First come to kangkangla:
'''
The website is: https://www.lagou.com/ , the content of crawling is relevant recruitment information about data mining engineers,
The content of crawling is the position, the full name of the company, city, monthly salary, educational background, work experience and position advantages,
Crawl at least 50 companies and store them in an Excel file with the suffix xlsx.
'''

import requests
from lxml import etree
from multiprocessing.dummy import Pool
import time
import json
import csv
class LG():
    def __init__(self):
        self.s=requests.Session()
        self.headers={
                  	"For this baby ip Long live, you can find a way here~"
            }
        self.lst=[]
        self.info=[["positionName","companyFullName","city","salary","education","workYear","companyLabelList"]]
        self.pool = Pool(5)
        
    #Get cookie information
    def Get_Cookie(self):
        url = "https://www.lagou.com/jobs/list_%E6%95%B0%E6%8D%AE%E6%8C%96%E6%8E%98%E5%B7%A5%E7%A8%8B%E5%B8%88?labelWords=&fromSearch=true&suginput="
        res=self.s.get(url=url,headers=self.headers)
        #print(res.text)
        #return res.cookies
        self.Limit_page()
    
    #Get detailed page information
    def Get_info(self,pages):
        url="https://www.lagou.com/jobs/positionAjax.json?needAddtionalResult=false"
        for page in pages:
            data={
                "first": "true"
                ,"pn": str(page)
                ,"kd": "Data mining engineer"
            }
            headers={
                "For this baby ip Long live, you can find a way here~"
            }
            res=self.s.post(url=url,headers=headers,data=data)
            res=json.loads(res.text)
            print("The first{}Page data is nearly loaded!!!".format(page))
            self.lst.append(res['content']['positionResult']['result'])
            time.sleep(1.5)
        
    #Limit page flipping
    def Limit_page(self):
        pages=[page for page in range(1,5)]
        self.Get_info(pages)
        
    #Field capture: position, full name of the company, city, monthly salary, educational background, work experience and position advantages,
    def Get_postion(self):
        self.Get_Cookie()
        for page in self.lst:
            for page1 in page:
                page=page1
                dic={
                    "positionName":page['positionName'],
                    "companyFullName":page['companyFullName'],
                    "city":page['city'],
                    "salary":page['salary'],
                    "education":page['education'],
                    "workYear":page['workYear'],
                    "positionAdvantage":page['positionAdvantage'],
                }
                self.info.append([dic["positionName"],dic["companyFullName"],dic["city"],dic["salary"],dic["education"],dic["workYear"],dic["positionAdvantage"]])
        self.Save_info()
        
    #Save the captured information to CSV
    def Save_info(self):
        f=open('./Lg.csv','a',encoding='utf-8',newline="")
        writer=csv.writer(f)
        writer.writerows(self.info)
        f.close()
        
if __name__ == '__main__':
    lg=LG()
    lg.Get_postion()
  • The anti climbing of boss's direct employment of such e-commerce websites has always been disgusting.
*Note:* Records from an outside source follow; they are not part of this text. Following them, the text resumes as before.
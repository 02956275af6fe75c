use super::ui;
use crate::core::change::PriceDifference;
use crate::core::config::{AppConfig, Feed};
use crate::core::price::{FetchState, LivePriceProvider, ReferencePriceProvider, ReferencePrices};
use crate::providers::ReferencePriceRefresher;
use anyhow::Result;
use chrono::Local;
use comfy_table::{Cell, Table};
use futures::future::join_all;
use std::collections::HashMap;
use std::sync::Arc;
use std::time::Duration;
use tracing::warn;

/// How often watch mode redraws with fresh live prices. Reference prices
/// refresh on the configured interval independently.
const LIVE_POLL_INTERVAL: Duration = Duration::from_secs(10);

/// Live price of one feed at render time.
#[derive(Debug, Clone, PartialEq)]
pub enum LiveState {
    Price(f64),
    /// The backend has no current price yet
    Pending,
    Unavailable(String),
}

/// What the change column shows for one feed.
#[derive(Debug, Clone, PartialEq)]
pub enum ChangeCell {
    /// Data is still loading
    Placeholder,
    /// Reference prices failed to load; render nothing, not a placeholder
    Suppressed,
    /// Reference prices loaded but carry no entry for this feed
    Empty,
    /// The prior price was zero, so a percent change is undefined
    NoData,
    Value(PriceDifference),
}

#[derive(Debug, Clone, PartialEq)]
pub struct ChangeRow {
    pub symbol: String,
    pub reference_price: Option<f64>,
    pub live: LiveState,
    pub change: ChangeCell,
}

/// Joins the reference price state with live prices into one row per feed.
///
/// The change column degrades per feed: loading states show a placeholder,
/// a failed reference fetch suppresses the value entirely, and a loaded map
/// without this feed's account renders empty.
pub fn build_change_rows(
    feeds: &[Feed],
    reference: &FetchState<ReferencePrices>,
    live: &HashMap<String, LiveState>,
) -> Vec<ChangeRow> {
    feeds
        .iter()
        .map(|feed| {
            let live_state = live
                .get(&feed.price_account)
                .cloned()
                .unwrap_or(LiveState::Pending);
            let reference_price = match reference {
                FetchState::Loaded(prices) => prices.get(&feed.price_account),
                _ => None,
            };

            let change = match reference {
                FetchState::NotLoaded | FetchState::Loading => ChangeCell::Placeholder,
                FetchState::Failed(_) => ChangeCell::Suppressed,
                FetchState::Loaded(prices) => match prices.get(&feed.price_account) {
                    None => ChangeCell::Empty,
                    Some(prior) => match &live_state {
                        LiveState::Pending => ChangeCell::Placeholder,
                        LiveState::Unavailable(_) => ChangeCell::Empty,
                        LiveState::Price(current) => {
                            match PriceDifference::between(*current, prior) {
                                Some(difference) => ChangeCell::Value(difference),
                                None => ChangeCell::NoData,
                            }
                        }
                    },
                },
            };

            ChangeRow {
                symbol: feed.symbol.clone(),
                reference_price,
                live: live_state,
                change,
            }
        })
        .collect()
}

fn change_table(rows: &[ChangeRow]) -> Table {
    let mut table = ui::new_styled_table();
    table.set_header(vec![
        ui::header_cell("Symbol"),
        ui::header_cell("Yesterday"),
        ui::header_cell("Live"),
        ui::header_cell("Change"),
    ]);

    for row in rows {
        let yesterday_cell = match (row.reference_price, &row.change) {
            (Some(price), _) => ui::number_cell(price),
            (None, ChangeCell::Placeholder) => ui::placeholder_cell(),
            (None, ChangeCell::Suppressed) => ui::empty_cell(),
            (None, _) => ui::na_cell(false),
        };
        let live_cell = match &row.live {
            LiveState::Price(price) => ui::number_cell(*price),
            LiveState::Pending => ui::placeholder_cell(),
            LiveState::Unavailable(_) => ui::na_cell(true),
        };
        let change_cell = match &row.change {
            ChangeCell::Placeholder => ui::placeholder_cell(),
            ChangeCell::Suppressed | ChangeCell::Empty => ui::empty_cell(),
            ChangeCell::NoData => ui::na_cell(false),
            ChangeCell::Value(difference) => ui::change_cell(difference),
        };

        table.add_row(vec![
            Cell::new(&row.symbol),
            yesterday_cell,
            live_cell,
            change_cell,
        ]);
    }
    table
}

async fn fetch_live_prices(
    provider: &dyn LivePriceProvider,
    feeds: &[Feed],
    with_progress: bool,
) -> HashMap<String, LiveState> {
    let pb = with_progress.then(|| ui::new_progress_bar(feeds.len() as u64, false));

    let futures = feeds.iter().map(|feed| {
        let pb = pb.clone();
        async move {
            let result = provider.latest(feed).await;
            if let Some(pb) = &pb {
                pb.inc(1);
            }
            let state = match result {
                Ok(Some(price)) => LiveState::Price(price.aggregate.price),
                Ok(None) => LiveState::Pending,
                Err(e) => {
                    warn!("Live price fetch failed for {}: {e:#}", feed.symbol);
                    LiveState::Unavailable(format!("{e:#}"))
                }
            };
            (feed.price_account.clone(), state)
        }
    });
    let live = join_all(futures).await.into_iter().collect();

    if let Some(pb) = pb {
        pb.finish_and_clear();
    }
    live
}

fn print_view(rows: &[ChangeRow], reference: &FetchState<ReferencePrices>) {
    println!("{}", change_table(rows));
    if let FetchState::Failed(message) = reference {
        println!(
            "{}",
            ui::style_text(
                &format!("Reference prices unavailable: {message}"),
                ui::StyleType::Error
            )
        );
    }
}

async fn run_once(
    config: &AppConfig,
    reference_provider: Arc<dyn ReferencePriceProvider>,
    live_provider: Arc<dyn LivePriceProvider>,
) -> Result<()> {
    let feeds = &config.feeds;

    let spinner = ui::new_spinner("Fetching reference prices...");
    let reference = match reference_provider.fetch(feeds).await {
        Ok(prices) => FetchState::Loaded(prices),
        Err(e) => {
            warn!("Could not fetch reference prices: {e:#}");
            FetchState::Failed(format!("{e:#}"))
        }
    };
    spinner.finish_and_clear();

    let live = fetch_live_prices(live_provider.as_ref(), feeds, true).await;
    let rows = build_change_rows(feeds, &reference, &live);

    println!(
        "\n{}",
        ui::style_text("Price feed changes", ui::StyleType::Title)
    );
    print_view(&rows, &reference);
    Ok(())
}

async fn run_watch(
    config: &AppConfig,
    reference_provider: Arc<dyn ReferencePriceProvider>,
    live_provider: Arc<dyn LivePriceProvider>,
) -> Result<()> {
    let interval = Duration::from_secs(config.refresh_interval_secs);
    let refresher =
        ReferencePriceRefresher::spawn(reference_provider, config.feeds.clone(), interval);
    let term = console::Term::stdout();

    loop {
        let live = fetch_live_prices(live_provider.as_ref(), &config.feeds, false).await;
        let reference = refresher.current().await;
        let rows = build_change_rows(&config.feeds, &reference, &live);

        term.clear_screen()?;
        println!(
            "{}",
            ui::style_text("Price feed changes", ui::StyleType::Title)
        );
        println!(
            "{}",
            ui::style_text(
                &format!(
                    "Updated {}. Live prices refresh every {}s, reference prices every {}s. Ctrl-C to quit.",
                    Local::now().format("%H:%M:%S"),
                    LIVE_POLL_INTERVAL.as_secs(),
                    interval.as_secs()
                ),
                ui::StyleType::Subtle
            )
        );
        print_view(&rows, &reference);

        tokio::select! {
            _ = tokio::time::sleep(LIVE_POLL_INTERVAL) => {}
            _ = tokio::signal::ctrl_c() => break,
        }
    }
    Ok(())
}

pub async fn run(
    config: &AppConfig,
    reference_provider: Arc<dyn ReferencePriceProvider>,
    live_provider: Arc<dyn LivePriceProvider>,
    watch: bool,
) -> Result<()> {
    if config.feeds.is_empty() {
        println!("No feeds configured. Add feeds to the config file and try again.");
        return Ok(());
    }

    if watch {
        run_watch(config, reference_provider, live_provider).await
    } else {
        run_once(config, reference_provider, live_provider).await
    }
}
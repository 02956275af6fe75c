use anyhow::{Context, Result};
use directories::ProjectDirs;
use serde::{Deserialize, Serialize};
use std::{fs, path::PathBuf};
use tracing::debug;

/// A price feed to track: the human-readable symbol the backend serves
/// reference prices under, and the on-chain account live prices and
/// components are keyed by.
#[derive(Debug, Deserialize, Serialize, Clone, PartialEq)]
pub struct Feed {
    pub symbol: String,
    pub price_account: String,
}

#[derive(Debug, Deserialize, Serialize, Clone)]
pub struct InsightsProviderConfig {
    pub base_url: String,
}

#[derive(Debug, Deserialize, Serialize, Clone)]
pub struct ProvidersConfig {
    pub insights: Option<InsightsProviderConfig>,
}

impl Default for ProvidersConfig {
    fn default() -> Self {
        ProvidersConfig {
            insights: Some(InsightsProviderConfig {
                base_url: "http://localhost:8000".to_string(),
            }),
        }
    }
}

/// Presentation defaults for the components table, overridable per
/// invocation from the command line.
#[derive(Debug, Deserialize, Serialize, Clone, Default)]
pub struct TableConfig {
    pub default_sort: Option<String>,
    pub default_descending: Option<bool>,
    pub page_size: Option<usize>,
}

#[derive(Debug, Deserialize, Serialize, Clone)]
pub struct AppConfig {
    pub feeds: Vec<Feed>,
    #[serde(default)]
    pub providers: ProvidersConfig,
    /// How long fetched reference prices stay fresh, in seconds. Watch mode
    /// refetches on this cadence; one-shot runs reuse cached prices within
    /// the same window.
    #[serde(default = "default_refresh_interval_secs")]
    pub refresh_interval_secs: u64,
    #[serde(default)]
    pub table: TableConfig,
    pub data_path: Option<String>,
}

fn default_refresh_interval_secs() -> u64 {
    3600
}

impl AppConfig {
    pub fn load() -> Result<Self> {
        debug!("Loading default config");
        let config_path = Self::default_config_path()?;
        Self::load_from_path(&config_path)
    }

    pub fn default_config_path() -> Result<PathBuf> {
        let proj_dirs = ProjectDirs::from("io", "feedscope", "feedscope")
            .context("Could not determine project directories")?;
        Ok(proj_dirs.config_dir().join("config.yaml"))
    }

    pub fn default_data_path(&self) -> Result<PathBuf> {
        if let Some(custom_path) = &self.data_path {
            return Ok(PathBuf::from(custom_path));
        }
        let proj_dirs = ProjectDirs::from("io", "feedscope", "feedscope")
            .context("Could not determine project directories")?;
        Ok(proj_dirs.data_dir().to_path_buf())
    }

    pub fn load_from_path<P: AsRef<std::path::Path>>(path: P) -> Result<Self> {
        let config_str = fs::read_to_string(path.as_ref())
            .with_context(|| format!("Failed to read config file: {}", path.as_ref().display()))?;

        let config: Self = serde_yaml::from_str(&config_str)
            .with_context(|| format!("Failed to parse config file: {}", path.as_ref().display()))?;
        debug!("Successfully loaded config");
        Ok(config)
    }
}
His cookie s are short-lived and the number of visits is limited
  • What I have given is a fool like but very effective method, but to be honest, this method is only more effective for those with fewer pages (that is, when obtaining page information, we use local transfer to understand everything, and we can't help it if we don't understand...)
  • For batch operation based on this method, you can set up a cookie pool, but you have to buy ip, which is too poor to match... (free proxy ip is too top!!!)

    Come back to Kangkang's boss who has lost trouble:
    '''
    The website is: https://www.zhipin.com/ , the crawling content is the relevant recruitment information about data analysts
    The content of crawling is the position, the full name of the company, city, monthly salary, education, work experience and job description, and at least 30 companies are crawling
    Store these in a CSV file with the suffix csv
    '''
import requests
import time
import json
import time
import csv
import xlwt
from lxml import etree
class Boss:
    def __init__(self):
        self.url="https://www.zhipin.com/job_detail/?query=%E6%95%B0%E6%8D%AE%E5%88%86%E6%9E%90%E5%B8%88&city=100010000&industry=&position="
        self.headers={
            "For this baby ip Long live, you can find a way here~"
        }
        self.info=[["Position","Full_Company","City","Salary","Eduction","WorkYear","PositionDescribe"]]
    
    #The number of requests to get html information to the current page is too many, which will prevent it from being saved to the local page
    def get_html(self):
        res=requests.get(url=self.url,headers=self.headers)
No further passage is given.